Gay man attempts explaining his “Drop The T in LGBTQ” petition


“The majority of rioters [at Stonewall] were young, gay white men, with a handful of black and Latino men, some lesbians and a few drag queens. When the brouhaha over the film “Stonewall” first ignited, I was stunned to see the transgender crowd taking sole credit for it….

“It was maddening and frustrating. The identity of the individual who threw the first brick isn’t (and probably won’t ever be) convincingly confirmed, though it is acknowledged that it quite possibly was Marsha P. Johnson, a transvestite, who, it should be noted, still identified as a gay male at the time; and it should also be pointed out that the handful of drag queens who were present at the riots were not transgender as we know them today—straight men who have transitioned to presenting as women.

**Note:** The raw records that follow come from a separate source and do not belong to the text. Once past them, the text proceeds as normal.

//! Resampling of per-minute sensor exports onto the daily 5-minute grid.
//!
//! Buckets are right-closed and right-labeled: the value stamped `00:05:00`
//! summarises readings in `(00:00:00, 00:05:00]`. A day therefore runs from
//! `00:05:00` to `00:00:00` of the following day, 288 points in total.

use camino::Utf8Path;
use chrono::{NaiveDate, NaiveDateTime, TimeDelta};
use serde::Serialize;

use crate::domain::{Aggregation, RoomNumber, SensorKind};
use crate::error::{Issue, RepackError};
use crate::fileset::RoomFileSet;

pub const STEP_MINUTES: i64 = 5;
pub const POINTS_PER_DAY: usize = 288;
pub const SENTINEL: f64 = f64::NAN;

const STEP_MILLIS: i64 = STEP_MINUTES * 60 * 1000;

#[derive(Debug, Clone, Copy, PartialEq, Eq)]
pub struct FiveMinuteGrid {
    date: NaiveDate,
}

impl FiveMinuteGrid {
    pub fn for_date(date: NaiveDate) -> Self {
        Self { date }
    }

    pub fn date(&self) -> NaiveDate {
        self.date
    }

    /// Midnight opening the day; not itself a grid point.
    pub fn start(&self) -> NaiveDateTime {
        self.date.and_time(chrono::NaiveTime::MIN)
    }

    pub fn timestamp(&self, index: usize) -> NaiveDateTime {
        self.start() + TimeDelta::minutes(STEP_MINUTES * (index as i64 + 1))
    }

    pub fn timestamps(&self) -> Vec<NaiveDateTime> {
        (0..POINTS_PER_DAY).map(|i| self.timestamp(i)).collect()
    }

    /// Grid slot whose window `(label - 5min, label]` contains `ts`.
    pub fn bucket_index(&self, ts: NaiveDateTime) -> Option<usize> {
        let millis = (ts - self.start()).num_milliseconds();
        if millis <= 0 {
            return None;
        }
        let index = ((millis - 1) / STEP_MILLIS) as usize;
        (index < POINTS_PER_DAY).then_some(index)
    }
}

#[derive(Debug, Clone, Copy, PartialEq)]
pub struct RawReading {
    pub timestamp: NaiveDateTime,
    pub value: f64,
}

#[derive(Debug, Clone, Default)]
pub struct ParsedSeries {
    pub readings: Vec<RawReading>,
    /// Rows whose timestamp could not be parsed.
    pub skipped: usize,
}

/// Parses a raw BMS export with `DateTime` and `Value` columns.
pub fn read_sensor_csv<R: std::io::Read>(
    reader: R,
    formats: &[String],
) -> Result<ParsedSeries, RepackError> {
    let mut rdr = csv::ReaderBuilder::new()
        .flexible(true)
        .trim(csv::Trim::All)
        .from_reader(reader);

    let headers = rdr
        .headers()
        .map_err(|err| RepackError::Csv(err.to_string()))?
        .clone();
    let column = |name: &str| {
        headers
            .iter()
            .position(|header| header.eq_ignore_ascii_case(name))
            .ok_or_else(|| RepackError::Csv(format!("missing {name} column")))
    };
    let time_col = column("DateTime")?;
    let value_col = column("Value")?;

    let mut parsed = ParsedSeries::default();
    for record in rdr.records() {
        let record = record.map_err(|err| RepackError::Csv(err.to_string()))?;
        let Some(timestamp) = record
            .get(time_col)
            .and_then(|raw| parse_timestamp(raw, formats))
        else {
            parsed.skipped += 1;
            continue;
        };
        let value = record
            .get(value_col)
            .and_then(|raw| raw.parse::<f64>().ok())
            .unwrap_or(SENTINEL);
        parsed.readings.push(RawReading { timestamp, value });
    }
    Ok(parsed)
}

pub fn parse_timestamp(raw: &str, formats: &[String]) -> Option<NaiveDateTime> {
    let raw = raw.trim();
    formats
        .iter()
        .find_map(|format| NaiveDateTime::parse_from_str(raw, format).ok())
}

/// Normalized `YYYY-MM-DD HH:MM:SS` rendering used in output files.
pub fn format_timestamp(ts: NaiveDateTime) -> String {
    ts.format("%Y-%m-%d %H:%M:%S").to_string()
}

/// One sensor's values on the day grid, in grid order.
#[derive(Debug, Clone, Serialize)]
pub struct AlignedSeries {
    pub kind: SensorKind,
    #[serde(skip)]
    pub values: Vec<f64>,
    /// Readings that landed on the grid.
    pub observed: usize,
    /// Readings outside the day.
    pub dropped: usize,
}

impl AlignedSeries {
    pub fn sentinel(kind: SensorKind) -> Self {
        Self {
            kind,
            values: vec![SENTINEL; POINTS_PER_DAY],
            observed: 0,
            dropped: 0,
        }
    }

    pub fn is_all_sentinel(&self) -> bool {
        self.values.iter().all(|value| value.is_nan())
    }
}

/// Aligned series for one room, each sensor independently optional upstream
/// but always present here (sentinel-filled when the file was absent).
#[derive(Debug, Clone)]
pub struct AlignedRoom {
    pub room: RoomNumber,
    pub temperature: AlignedSeries,
    pub humidity: AlignedSeries,
    pub co2: AlignedSeries,
    pub issues: Vec<Issue>,
}

impl AlignedRoom {
    pub fn series(&self, kind: SensorKind) -> &AlignedSeries {
        match kind {
            SensorKind::Temperature => &self.temperature,
            SensorKind::Humidity => &self.humidity,
            SensorKind::Co2 => &self.co2,
        }
    }

    pub fn missing_sensors(&self) -> Vec<SensorKind> {
        SensorKind::ALL
            .into_iter()
            .filter(|kind| self.series(*kind).observed == 0)
            .collect()
    }
}

pub struct SeriesAligner<'a> {
    grid: FiveMinuteGrid,
    formats: &'a [String],
}

impl<'a> SeriesAligner<'a> {
    pub fn new(grid: FiveMinuteGrid, formats: &'a [String]) -> Self {
        Self { grid, formats }
    }

    pub fn grid(&self) -> FiveMinuteGrid {
        self.grid
    }

    /// Places readings on the grid by timestamp. Slots without a reading keep
    /// the sentinel.
    pub fn align_readings(&self, kind: SensorKind, readings: &[RawReading]) -> AlignedSeries {
        let mut series = AlignedSeries::sentinel(kind);
        let mut sums = vec![0.0_f64; POINTS_PER_DAY];
        let mut counts = vec![0_usize; POINTS_PER_DAY];
        let mut latest: Vec<Option<NaiveDateTime>> = vec![None; POINTS_PER_DAY];

        for reading in readings {
            let Some(index) = self.grid.bucket_index(reading.timestamp) else {
                series.dropped += 1;
                continue;
            };
            series.observed += 1;
            match kind.aggregation() {
                Aggregation::Mean => {
                    if !reading.value.is_nan() {
                        sums[index] += reading.value;
                        counts[index] += 1;
                    }
                }
                Aggregation::Sample => {
                    if latest[index].is_none_or(|seen| reading.timestamp >= seen) {
                        latest[index] = Some(reading.timestamp);
                        series.values[index] = reading.value;
                    }
                }
            }
        }

        if kind.aggregation() == Aggregation::Mean {
            for (index, value) in series.values.iter_mut().enumerate() {
                if counts[index] > 0 {
                    *value = sums[index] / counts[index] as f64;
                }
            }
        }

        if series.dropped > 0 {
            tracing::debug!(
                sensor = %kind,
                dropped = series.dropped,
                "readings outside {} ignored",
                self.grid.date()
            );
        }
        series
    }

    pub fn align_file(
        &self,
        kind: SensorKind,
        path: &Utf8Path,
    ) -> Result<(AlignedSeries, usize), RepackError> {
        let file = std::fs::File::open(path.as_std_path())
            .map_err(|err| RepackError::Filesystem(format!("{path}: {err}")))?;
        let parsed = read_sensor_csv(file, self.formats)?;
        Ok((self.align_readings(kind, &parsed.readings), parsed.skipped))
    }

    /// Aligns every sensor of a room. Absent or unreadable files become
    /// sentinel columns and are reported as issues.
    pub fn align_room(&self, files: &RoomFileSet) -> AlignedRoom {
        let room = files.room;
        let mut issues = Vec::new();
        let mut align = |kind: SensorKind| -> AlignedSeries {
            let Some(path) = files.sensor(kind) else {
                return AlignedSeries::sentinel(kind);
            };
            match self.align_file(kind, path) {
                Ok((series, skipped)) => {
                    if skipped > 0 {
                        let issue = Issue::UnparsedRows {
                            room,
                            sensor: kind,
                            skipped,
                        };
                        tracing::warn!("{issue}");
                        issues.push(issue);
                    }
                    series
                }
                Err(err) => {
                    let issue = Issue::UnreadableFile {
                        room,
                        sensor: kind,
                        reason: err.to_string(),
                    };
                    tracing::error!("{issue}");
                    issues.push(issue);
                    AlignedSeries::sentinel(kind)
                }
            }
        };

        let temperature = align(SensorKind::Temperature);
        let humidity = align(SensorKind::Humidity);
        let co2 = align(SensorKind::Co2);

        AlignedRoom {
            room,
            temperature,
            humidity,
            co2,
            issues,
        }
    }
}

#[cfg(test)]
mod tests {
    use super::*;
    use crate::config::default_timestamp_formats;

    fn date() -> NaiveDate {
        NaiveDate::from_ymd_opt(2017, 11, 1).unwrap()
    }

    fn at(h: u32, m: u32, s: u32) -> NaiveDateTime {
        date().and_hms_opt(h, m, s).unwrap()
    }

    fn minute_readings(count: usize, value: impl Fn(usize) -> f64) -> Vec<RawReading> {
        (0..count)
            .map(|i| RawReading {
                timestamp: at(0, 0, 0) + TimeDelta::minutes(i as i64 + 1),
                value: value(i),
            })
            .collect()
    }

    #[test]
    fn grid_bounds() {
        let grid = FiveMinuteGrid::for_date(date());
        let stamps = grid.timestamps();
        assert_eq!(stamps.len(), POINTS_PER_DAY);
        assert_eq!(stamps[0], at(0, 5, 0));
        assert_eq!(
            stamps[POINTS_PER_DAY - 1],
            date().succ_opt().unwrap().and_hms_opt(0, 0, 0).unwrap()
        );
        assert!(stamps.windows(2).all(|w| w[1] - w[0] == TimeDelta::minutes(5)));
    }

    #[test]
    fn buckets_are_right_closed() {
        let grid = FiveMinuteGrid::for_date(date());
        assert_eq!(grid.bucket_index(at(0, 0, 0)), None);
        assert_eq!(grid.bucket_index(at(0, 0, 30)), Some(0));
        assert_eq!(grid.bucket_index(at(0, 5, 0)), Some(0));
        assert_eq!(grid.bucket_index(at(0, 5, 1)), Some(1));
        assert_eq!(grid.bucket_index(at(23, 59, 0)), Some(287));
        let next_midnight = date().succ_opt().unwrap().and_hms_opt(0, 0, 0).unwrap();
        assert_eq!(grid.bucket_index(next_midnight), Some(287));
        assert_eq!(grid.bucket_index(next_midnight + TimeDelta::seconds(1)), None);
    }

    #[test]
    fn mean_of_full_day() {
        let formats = default_timestamp_formats();
        let aligner = SeriesAligner::new(FiveMinuteGrid::for_date(date()), &formats);
        let readings = minute_readings(1440, |i| i as f64);
        let series = aligner.align_readings(SensorKind::Temperature, &readings);
        assert_eq!(series.values.len(), POINTS_PER_DAY);
        // minutes 00:01..00:05 carry 0..4
        assert_eq!(series.values[0], 2.0);
        assert_eq!(series.values[1], 7.0);
        assert_eq!(series.observed, 1440);
    }

    #[test]
    fn gaps_stay_sentinel() {
        let formats = default_timestamp_formats();
        let aligner = SeriesAligner::new(FiveMinuteGrid::for_date(date()), &formats);
        let readings = minute_readings(10, |_| 400.0);
        let series = aligner.align_readings(SensorKind::Co2, &readings);
        assert_eq!(series.values.len(), POINTS_PER_DAY);
        assert_eq!(series.values[0], 400.0);
        assert_eq!(series.values[1], 400.0);
        assert!(series.values[2..].iter().all(|v| v.is_nan()));
    }

    #[test]
    fn sample_takes_closing_reading() {
        let formats = default_timestamp_formats();
        let aligner = SeriesAligner::new(FiveMinuteGrid::for_date(date()), &formats);
        let readings = minute_readings(5, |i| 50.0 + i as f64);
        let series = aligner.align_readings(SensorKind::Humidity, &readings);
        assert_eq!(series.values[0], 54.0);
    }

    #[test]
    fn nan_values_are_skipped_in_mean() {
        let formats = default_timestamp_formats();
        let aligner = SeriesAligner::new(FiveMinuteGrid::for_date(date()), &formats);
        let readings = minute_readings(5, |i| if i == 0 { f64::NAN } else { 20.0 });
        let series = aligner.align_readings(SensorKind::Temperature, &readings);
        assert_eq!(series.values[0], 20.0);
    }

    #[test]
    fn readings_outside_day_are_dropped() {
        let formats = default_timestamp_formats();
        let aligner = SeriesAligner::new(FiveMinuteGrid::for_date(date()), &formats);
        let readings = vec![
            RawReading {
                timestamp: at(0, 0, 0),
                value: 1.0,
            },
            RawReading {
                timestamp: at(0, 0, 0) + TimeDelta::days(2),
                value: 1.0,
            },
        ];
        let series = aligner.align_readings(SensorKind::Temperature, &readings);
        assert_eq!(series.dropped, 2);
        assert!(series.is_all_sentinel());
    }

    #[test]
    fn parses_day_first_export() {
        let formats = default_timestamp_formats();
        let csv = "DateTime,Value\n01/11/2017 00:01:00,21.5\n01/11/2017 00:02,21.7\nbad,1\n01/11/2017 00:03:00,\n";
        let parsed = read_sensor_csv(csv.as_bytes(), &formats).unwrap();
        assert_eq!(parsed.readings.len(), 3);
        assert_eq!(parsed.skipped, 1);
        assert_eq!(parsed.readings[0].timestamp, at(0, 1, 0));
        assert_eq!(parsed.readings[1].value, 21.7);
        assert!(parsed.readings[2].value.is_nan());
    }

    #[test]
    fn missing_value_column_is_an_error() {
        let formats = default_timestamp_formats();
        let err = read_sensor_csv("DateTime,Reading\n".as_bytes(), &formats).unwrap_err();
        assert!(matches!(err, RepackError::Csv(_)));
    }

    #[test]
    fn normalized_timestamp_format() {
        let formats = default_timestamp_formats();
        let ts = parse_timestamp("01/11/2017 13:05:00", &formats).unwrap();
        assert_eq!(format_timestamp(ts), "2017-11-01 13:05:00");
    }
}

Statements I’ve seen such as ‘the gay rights movement owes its existence to transgenders’ are completely false.

….

I think there’s a general desire to find heroes in the past that aren’t the usual white guy, and I understand that completely, as a gay kid looking to find gay heroes in a heteronormative history myself. But you can’t alter history to make you feel better, and doing so by twisting a narrative so that heroic men become weak, dithering non-actors in an event is disrespectful to them and ultimately to yourself….

Gay/bisexual men and women just ARE — we don’t need medicine or surgery to help us become who we believe we are, which is the case with the trans community.

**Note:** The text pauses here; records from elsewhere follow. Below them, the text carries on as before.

use std::fmt;

use reqwest::blocking::Client;
use reqwest::header::{CONTENT_TYPE, HeaderMap, HeaderValue, USER_AGENT};
use serde::Serialize;
use serde_json::{Value, json};

use crate::config::{NotifySettings, read_secret};
use crate::error::RepackError;

#[derive(Debug, Clone, Copy, PartialEq, Eq, Serialize)]
pub enum Category {
    Success,
    Error,
}

impl fmt::Display for Category {
    fn fmt(&self, f: &mut fmt::Formatter<'_>) -> fmt::Result {
        match self {
            Category::Success => write!(f, "Success"),
            Category::Error => write!(f, "Error"),
        }
    }
}

#[derive(Debug, Clone, PartialEq, Eq, Serialize)]
pub struct Notification {
    pub category: Category,
    pub message: String,
}

impl Notification {
    pub fn success(message: impl Into<String>) -> Self {
        Self {
            category: Category::Success,
            message: message.into(),
        }
    }

    pub fn error(message: impl Into<String>) -> Self {
        Self {
            category: Category::Error,
            message: message.into(),
        }
    }
}

pub trait Notifier: Send + Sync {
    fn notify(&self, notification: &Notification) -> Result<(), RepackError>;
}

impl<N: Notifier + ?Sized> Notifier for Box<N> {
    fn notify(&self, notification: &Notification) -> Result<(), RepackError> {
        (**self).notify(notification)
    }
}

/// Writes notifications to the log only. Used when no mail API is configured.
#[derive(Debug, Clone, Copy, Default)]
pub struct LogNotifier;

impl Notifier for LogNotifier {
    fn notify(&self, notification: &Notification) -> Result<(), RepackError> {
        match notification.category {
            Category::Success => tracing::info!(body = %notification.message, "run notification"),
            Category::Error => tracing::error!(body = %notification.message, "run notification"),
        }
        Ok(())
    }
}

/// Sends notifications through a Mailtrap-style JSON send endpoint.
pub struct MailNotifier {
    client: Client,
    settings: NotifySettings,
    api_key: String,
}

impl MailNotifier {
    pub fn new(settings: &NotifySettings, api_key: String) -> Result<Self, RepackError> {
        let mut headers = HeaderMap::new();
        headers.insert(
            USER_AGENT,
            HeaderValue::from_str(&format!("bms-repack/{}", env!("CARGO_PKG_VERSION")))
                .map_err(|err| RepackError::NotifyHttp(err.to_string()))?,
        );
        let client = Client::builder()
            .default_headers(headers)
            .build()
            .map_err(|err| RepackError::NotifyHttp(err.to_string()))?;
        Ok(Self {
            client,
            settings: settings.clone(),
            api_key,
        })
    }

    /// Reads the API key from the configured environment variable.
    pub fn from_settings(settings: &NotifySettings) -> Result<Self, RepackError> {
        let api_key = read_secret(&settings.api_key_env)?;
        Self::new(settings, api_key)
    }

    pub fn payload(&self, notification: &Notification) -> Value {
        let to = self
            .settings
            .to
            .iter()
            .map(|email| json!({ "email": email }))
            .collect::<Vec<_>>();
        json!({
            "from": { "email": self.settings.from },
            "to": to,
            "subject": format!("{} {}", self.settings.subject_prefix, notification.category),
            "text": notification.message,
        })
    }
}

impl Notifier for MailNotifier {
    fn notify(&self, notification: &Notification) -> Result<(), RepackError> {
        let response = self
            .client
            .post(&self.settings.api_url)
            .header(CONTENT_TYPE, "application/json")
            .header("Api-Token", &self.api_key)
            .body(self.payload(notification).to_string())
            .send()
            .map_err(|err| RepackError::NotifyHttp(err.to_string()))?;

        if !response.status().is_success() {
            let status = response.status().as_u16();
            let message = response
                .text()
                .unwrap_or_else(|_| "mail request failed".to_string());
            return Err(RepackError::NotifyStatus { status, message });
        }
        tracing::debug!(category = %notification.category, "notification sent");
        Ok(())
    }
}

To take it further, the first is about sexual and affectional orientation, who we are sexually attracted to and who we choose to share our love with; the latter is about gender identity, and altering one’s body to fit what one’s mind believes it should resemble. They are two very, very different ideas, and the problem that develops when we are all under the same umbrella is that so many of our enemies see us as one and the same….

To me, the LGB movement, with its celebration of all types of gay men and women, such as bears, leather daddies, drag queens, diesel dykes, lipstick lesbians, etc., has always been about expanding and re-defining concepts of gender; the trans movement, on the other hand, appears to be about re-asserting and codifying traditional concepts of gender.

It’s quite ironic to me that a generation that allegedly objects so much to labels has turned around and created the most expansive collection of labels there are: transgender, bigender, pangender, agender, genderfluid, genderqueer, etc. And then these self-applied labels are used to create a competition of oppression, where one wrong word can lead to a spewing forth of vicious invectives by the so-called oppressed.”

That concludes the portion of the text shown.